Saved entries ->
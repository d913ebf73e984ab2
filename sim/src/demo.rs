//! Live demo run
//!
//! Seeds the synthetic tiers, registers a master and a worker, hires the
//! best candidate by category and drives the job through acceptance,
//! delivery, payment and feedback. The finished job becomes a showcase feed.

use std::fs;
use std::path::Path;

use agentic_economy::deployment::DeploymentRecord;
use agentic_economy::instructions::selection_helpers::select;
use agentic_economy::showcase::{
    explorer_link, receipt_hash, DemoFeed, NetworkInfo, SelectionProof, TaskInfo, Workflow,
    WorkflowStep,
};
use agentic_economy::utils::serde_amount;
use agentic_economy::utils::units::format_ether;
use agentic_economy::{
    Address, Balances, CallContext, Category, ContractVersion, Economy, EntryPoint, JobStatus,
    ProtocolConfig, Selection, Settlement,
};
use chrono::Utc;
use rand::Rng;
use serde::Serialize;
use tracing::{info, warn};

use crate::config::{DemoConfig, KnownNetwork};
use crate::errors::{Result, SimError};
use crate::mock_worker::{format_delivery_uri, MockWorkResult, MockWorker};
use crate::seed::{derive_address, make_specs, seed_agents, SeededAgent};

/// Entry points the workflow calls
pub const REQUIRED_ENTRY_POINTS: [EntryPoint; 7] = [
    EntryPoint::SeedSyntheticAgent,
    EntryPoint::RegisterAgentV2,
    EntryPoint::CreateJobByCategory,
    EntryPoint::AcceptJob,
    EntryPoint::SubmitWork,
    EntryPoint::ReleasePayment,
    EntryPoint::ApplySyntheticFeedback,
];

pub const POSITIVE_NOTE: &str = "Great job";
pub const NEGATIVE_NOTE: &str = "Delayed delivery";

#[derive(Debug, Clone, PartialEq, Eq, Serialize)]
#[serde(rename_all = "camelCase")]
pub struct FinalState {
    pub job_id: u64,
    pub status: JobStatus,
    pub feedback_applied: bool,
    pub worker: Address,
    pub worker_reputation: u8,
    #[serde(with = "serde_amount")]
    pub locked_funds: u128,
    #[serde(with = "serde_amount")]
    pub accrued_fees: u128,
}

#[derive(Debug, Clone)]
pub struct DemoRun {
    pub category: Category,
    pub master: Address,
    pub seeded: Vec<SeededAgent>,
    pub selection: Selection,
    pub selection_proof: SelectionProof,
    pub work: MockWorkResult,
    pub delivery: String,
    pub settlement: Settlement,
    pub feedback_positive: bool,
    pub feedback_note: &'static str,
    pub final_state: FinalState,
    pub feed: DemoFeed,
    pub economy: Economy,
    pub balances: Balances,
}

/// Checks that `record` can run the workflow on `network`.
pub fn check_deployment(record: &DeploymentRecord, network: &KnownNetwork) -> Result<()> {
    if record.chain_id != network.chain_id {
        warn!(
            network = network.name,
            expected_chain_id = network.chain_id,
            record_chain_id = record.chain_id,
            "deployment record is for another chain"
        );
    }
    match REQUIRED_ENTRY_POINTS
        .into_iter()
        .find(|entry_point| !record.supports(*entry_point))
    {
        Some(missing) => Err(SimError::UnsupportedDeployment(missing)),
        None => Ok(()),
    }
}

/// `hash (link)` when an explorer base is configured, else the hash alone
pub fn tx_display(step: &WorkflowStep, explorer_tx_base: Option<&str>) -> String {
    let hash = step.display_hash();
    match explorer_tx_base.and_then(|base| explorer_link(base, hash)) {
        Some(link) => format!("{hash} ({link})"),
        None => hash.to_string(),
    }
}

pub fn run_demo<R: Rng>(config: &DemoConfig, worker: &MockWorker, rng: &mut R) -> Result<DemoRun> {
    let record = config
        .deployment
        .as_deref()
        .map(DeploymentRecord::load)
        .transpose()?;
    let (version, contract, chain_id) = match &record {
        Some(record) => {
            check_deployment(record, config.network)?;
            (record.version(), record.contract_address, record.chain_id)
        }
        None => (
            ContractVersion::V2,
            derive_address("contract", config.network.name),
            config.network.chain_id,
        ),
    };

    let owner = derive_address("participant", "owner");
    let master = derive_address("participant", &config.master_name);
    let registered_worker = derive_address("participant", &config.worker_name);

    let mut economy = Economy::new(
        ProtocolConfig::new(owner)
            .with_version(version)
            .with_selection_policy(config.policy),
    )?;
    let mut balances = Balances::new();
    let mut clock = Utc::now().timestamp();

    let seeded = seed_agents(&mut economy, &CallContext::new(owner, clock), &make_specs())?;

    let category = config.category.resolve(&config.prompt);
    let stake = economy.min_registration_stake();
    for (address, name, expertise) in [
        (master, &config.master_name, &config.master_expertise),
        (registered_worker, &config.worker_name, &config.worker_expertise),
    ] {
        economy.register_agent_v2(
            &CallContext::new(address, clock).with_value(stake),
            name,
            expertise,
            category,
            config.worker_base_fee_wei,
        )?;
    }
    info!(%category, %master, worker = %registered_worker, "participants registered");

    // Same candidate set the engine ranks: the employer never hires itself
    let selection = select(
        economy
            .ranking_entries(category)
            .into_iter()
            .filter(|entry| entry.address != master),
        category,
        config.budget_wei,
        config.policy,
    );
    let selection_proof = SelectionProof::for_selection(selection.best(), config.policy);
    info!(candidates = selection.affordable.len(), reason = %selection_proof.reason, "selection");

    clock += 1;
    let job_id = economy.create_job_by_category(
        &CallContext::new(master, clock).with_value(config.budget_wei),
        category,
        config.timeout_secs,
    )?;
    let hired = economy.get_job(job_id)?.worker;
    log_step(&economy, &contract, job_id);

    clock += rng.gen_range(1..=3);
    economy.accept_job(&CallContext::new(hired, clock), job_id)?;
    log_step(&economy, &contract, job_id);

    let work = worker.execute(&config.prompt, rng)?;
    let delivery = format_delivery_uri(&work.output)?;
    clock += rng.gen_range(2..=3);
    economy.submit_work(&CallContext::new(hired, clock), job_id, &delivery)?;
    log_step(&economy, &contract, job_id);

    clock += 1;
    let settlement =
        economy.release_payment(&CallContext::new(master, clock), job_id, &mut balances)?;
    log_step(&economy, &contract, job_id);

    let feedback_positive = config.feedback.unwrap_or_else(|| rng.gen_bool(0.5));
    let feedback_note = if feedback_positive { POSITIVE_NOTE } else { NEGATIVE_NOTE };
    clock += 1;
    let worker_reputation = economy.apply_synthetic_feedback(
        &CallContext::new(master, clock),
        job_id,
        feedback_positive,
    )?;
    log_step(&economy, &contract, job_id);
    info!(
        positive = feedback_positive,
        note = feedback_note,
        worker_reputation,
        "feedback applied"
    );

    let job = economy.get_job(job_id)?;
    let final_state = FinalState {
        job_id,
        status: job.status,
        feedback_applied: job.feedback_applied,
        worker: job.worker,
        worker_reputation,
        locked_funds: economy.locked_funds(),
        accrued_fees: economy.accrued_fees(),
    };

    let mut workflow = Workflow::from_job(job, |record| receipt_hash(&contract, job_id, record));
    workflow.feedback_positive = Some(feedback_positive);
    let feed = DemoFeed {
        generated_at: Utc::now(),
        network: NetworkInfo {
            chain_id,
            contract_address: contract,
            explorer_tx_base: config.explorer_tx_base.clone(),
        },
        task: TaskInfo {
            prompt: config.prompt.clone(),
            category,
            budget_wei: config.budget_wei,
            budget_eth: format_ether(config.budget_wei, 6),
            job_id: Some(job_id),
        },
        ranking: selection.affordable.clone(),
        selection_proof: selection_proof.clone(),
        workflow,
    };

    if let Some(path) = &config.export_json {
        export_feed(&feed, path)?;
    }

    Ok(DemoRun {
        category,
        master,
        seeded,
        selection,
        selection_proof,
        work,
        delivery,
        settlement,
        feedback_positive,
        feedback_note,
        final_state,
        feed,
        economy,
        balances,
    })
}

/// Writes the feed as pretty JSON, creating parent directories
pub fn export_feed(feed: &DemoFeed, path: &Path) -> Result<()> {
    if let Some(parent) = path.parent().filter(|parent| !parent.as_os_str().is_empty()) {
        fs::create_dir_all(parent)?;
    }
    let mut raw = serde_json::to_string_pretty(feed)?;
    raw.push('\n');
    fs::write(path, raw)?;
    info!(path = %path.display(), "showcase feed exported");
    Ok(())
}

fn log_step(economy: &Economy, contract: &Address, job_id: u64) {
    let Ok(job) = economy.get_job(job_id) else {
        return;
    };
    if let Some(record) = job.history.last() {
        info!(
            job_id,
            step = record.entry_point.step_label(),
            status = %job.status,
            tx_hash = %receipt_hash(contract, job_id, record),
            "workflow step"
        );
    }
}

==

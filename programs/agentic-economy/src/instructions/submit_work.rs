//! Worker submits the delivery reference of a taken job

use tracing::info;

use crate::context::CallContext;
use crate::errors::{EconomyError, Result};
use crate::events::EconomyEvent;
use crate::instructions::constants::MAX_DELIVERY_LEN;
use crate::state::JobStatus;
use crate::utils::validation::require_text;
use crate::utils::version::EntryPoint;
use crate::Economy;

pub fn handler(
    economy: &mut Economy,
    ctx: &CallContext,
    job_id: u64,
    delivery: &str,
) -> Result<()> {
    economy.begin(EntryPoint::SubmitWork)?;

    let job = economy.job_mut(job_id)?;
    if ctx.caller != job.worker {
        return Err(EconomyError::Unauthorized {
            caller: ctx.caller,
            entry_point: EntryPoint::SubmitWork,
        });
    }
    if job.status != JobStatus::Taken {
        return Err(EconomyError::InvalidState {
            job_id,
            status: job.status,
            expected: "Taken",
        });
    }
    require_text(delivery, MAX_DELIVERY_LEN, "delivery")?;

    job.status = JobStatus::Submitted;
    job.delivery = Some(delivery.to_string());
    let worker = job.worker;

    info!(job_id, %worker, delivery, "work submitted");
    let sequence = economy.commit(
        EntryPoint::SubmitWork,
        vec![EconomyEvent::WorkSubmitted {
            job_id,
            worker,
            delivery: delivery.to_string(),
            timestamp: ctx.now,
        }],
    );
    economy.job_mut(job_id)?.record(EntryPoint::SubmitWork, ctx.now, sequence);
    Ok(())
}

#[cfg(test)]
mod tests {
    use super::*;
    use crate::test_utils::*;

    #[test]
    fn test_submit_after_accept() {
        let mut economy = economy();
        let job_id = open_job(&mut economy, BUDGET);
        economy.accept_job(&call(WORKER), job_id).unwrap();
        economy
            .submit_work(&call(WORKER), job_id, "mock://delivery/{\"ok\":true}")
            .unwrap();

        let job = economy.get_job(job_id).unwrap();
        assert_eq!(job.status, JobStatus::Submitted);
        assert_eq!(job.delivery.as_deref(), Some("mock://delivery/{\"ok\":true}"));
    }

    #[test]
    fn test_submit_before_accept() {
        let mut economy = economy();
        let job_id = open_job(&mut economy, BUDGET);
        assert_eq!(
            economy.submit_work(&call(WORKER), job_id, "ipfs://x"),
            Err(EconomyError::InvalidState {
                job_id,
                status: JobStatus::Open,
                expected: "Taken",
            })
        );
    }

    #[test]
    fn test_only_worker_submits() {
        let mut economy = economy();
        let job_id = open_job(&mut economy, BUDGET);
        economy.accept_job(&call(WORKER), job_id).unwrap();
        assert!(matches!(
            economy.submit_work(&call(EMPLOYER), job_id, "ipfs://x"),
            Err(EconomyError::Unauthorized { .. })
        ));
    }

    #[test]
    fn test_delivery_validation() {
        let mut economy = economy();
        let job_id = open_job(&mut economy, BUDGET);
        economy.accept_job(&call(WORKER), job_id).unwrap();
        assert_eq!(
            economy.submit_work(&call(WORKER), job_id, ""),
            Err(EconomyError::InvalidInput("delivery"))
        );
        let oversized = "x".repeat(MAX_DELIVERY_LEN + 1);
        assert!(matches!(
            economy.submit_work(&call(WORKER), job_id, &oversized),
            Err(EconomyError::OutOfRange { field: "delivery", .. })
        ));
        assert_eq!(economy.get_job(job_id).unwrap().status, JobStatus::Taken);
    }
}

---

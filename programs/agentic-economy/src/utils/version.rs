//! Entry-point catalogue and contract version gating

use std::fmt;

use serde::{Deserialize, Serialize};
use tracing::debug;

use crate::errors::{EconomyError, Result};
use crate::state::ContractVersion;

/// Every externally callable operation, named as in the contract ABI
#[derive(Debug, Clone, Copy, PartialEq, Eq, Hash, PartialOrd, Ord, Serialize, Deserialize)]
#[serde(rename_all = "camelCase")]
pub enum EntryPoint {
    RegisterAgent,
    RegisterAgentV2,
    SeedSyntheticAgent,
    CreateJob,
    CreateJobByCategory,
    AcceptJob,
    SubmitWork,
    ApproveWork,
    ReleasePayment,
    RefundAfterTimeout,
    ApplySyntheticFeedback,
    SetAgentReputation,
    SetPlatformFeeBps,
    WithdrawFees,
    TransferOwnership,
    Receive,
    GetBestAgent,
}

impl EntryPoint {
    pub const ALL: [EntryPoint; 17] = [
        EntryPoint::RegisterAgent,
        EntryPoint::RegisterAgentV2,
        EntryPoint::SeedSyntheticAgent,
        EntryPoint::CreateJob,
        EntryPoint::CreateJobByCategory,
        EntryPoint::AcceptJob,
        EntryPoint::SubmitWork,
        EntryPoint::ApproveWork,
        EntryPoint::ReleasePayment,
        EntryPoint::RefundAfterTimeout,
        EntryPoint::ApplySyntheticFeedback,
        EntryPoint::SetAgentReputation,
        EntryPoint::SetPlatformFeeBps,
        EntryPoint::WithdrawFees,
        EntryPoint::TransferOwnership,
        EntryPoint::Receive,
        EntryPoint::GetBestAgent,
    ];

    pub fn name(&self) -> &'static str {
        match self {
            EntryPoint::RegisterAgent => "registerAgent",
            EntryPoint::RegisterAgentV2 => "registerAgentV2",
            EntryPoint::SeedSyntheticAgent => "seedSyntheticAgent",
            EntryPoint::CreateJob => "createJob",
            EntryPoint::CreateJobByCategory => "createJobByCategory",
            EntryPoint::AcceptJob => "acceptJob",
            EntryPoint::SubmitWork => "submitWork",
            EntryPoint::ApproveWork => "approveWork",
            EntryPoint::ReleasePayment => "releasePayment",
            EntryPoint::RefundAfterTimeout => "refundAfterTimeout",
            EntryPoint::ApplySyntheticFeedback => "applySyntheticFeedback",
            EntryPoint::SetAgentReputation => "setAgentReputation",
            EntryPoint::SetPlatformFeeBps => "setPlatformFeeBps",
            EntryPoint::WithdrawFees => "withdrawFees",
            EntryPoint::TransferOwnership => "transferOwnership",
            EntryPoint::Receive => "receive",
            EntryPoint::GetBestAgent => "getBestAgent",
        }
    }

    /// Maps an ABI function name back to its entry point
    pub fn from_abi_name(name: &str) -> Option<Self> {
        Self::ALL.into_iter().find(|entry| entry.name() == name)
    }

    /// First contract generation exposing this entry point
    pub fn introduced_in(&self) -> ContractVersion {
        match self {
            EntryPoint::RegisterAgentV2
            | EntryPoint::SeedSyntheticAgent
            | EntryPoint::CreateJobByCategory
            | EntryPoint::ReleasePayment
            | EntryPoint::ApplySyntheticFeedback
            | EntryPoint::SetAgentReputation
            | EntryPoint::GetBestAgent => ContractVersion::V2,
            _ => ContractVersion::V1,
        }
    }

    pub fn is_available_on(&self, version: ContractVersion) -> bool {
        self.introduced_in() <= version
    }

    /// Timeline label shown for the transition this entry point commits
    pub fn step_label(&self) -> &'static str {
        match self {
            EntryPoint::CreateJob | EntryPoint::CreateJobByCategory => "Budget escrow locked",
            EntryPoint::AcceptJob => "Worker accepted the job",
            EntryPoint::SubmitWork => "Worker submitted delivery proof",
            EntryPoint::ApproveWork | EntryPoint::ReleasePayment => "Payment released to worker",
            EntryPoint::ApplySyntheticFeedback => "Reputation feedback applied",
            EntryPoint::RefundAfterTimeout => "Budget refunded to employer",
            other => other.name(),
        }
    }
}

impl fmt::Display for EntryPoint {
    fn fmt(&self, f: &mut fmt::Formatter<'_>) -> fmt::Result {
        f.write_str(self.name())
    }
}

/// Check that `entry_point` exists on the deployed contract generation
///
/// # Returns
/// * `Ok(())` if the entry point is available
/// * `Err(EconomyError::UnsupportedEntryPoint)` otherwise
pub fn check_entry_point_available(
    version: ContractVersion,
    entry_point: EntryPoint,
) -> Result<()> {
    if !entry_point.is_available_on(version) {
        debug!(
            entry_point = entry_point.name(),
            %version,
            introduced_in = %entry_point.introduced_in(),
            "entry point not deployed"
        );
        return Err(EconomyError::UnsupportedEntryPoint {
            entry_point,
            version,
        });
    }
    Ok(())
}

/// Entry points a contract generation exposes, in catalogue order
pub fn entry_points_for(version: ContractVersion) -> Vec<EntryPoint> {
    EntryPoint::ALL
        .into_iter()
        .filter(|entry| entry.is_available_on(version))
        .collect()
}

WHAT YOU HAVE TO DO ->
For each line of the entries that includes "true", show that line.

EXERCISE OUTPUT ->
            .submit_work(&call(WORKER), job_id, "mock://delivery/{\"ok\":true}")
        assert_eq!(job.delivery.as_deref(), Some("mock://delivery/{\"ok\":true}"));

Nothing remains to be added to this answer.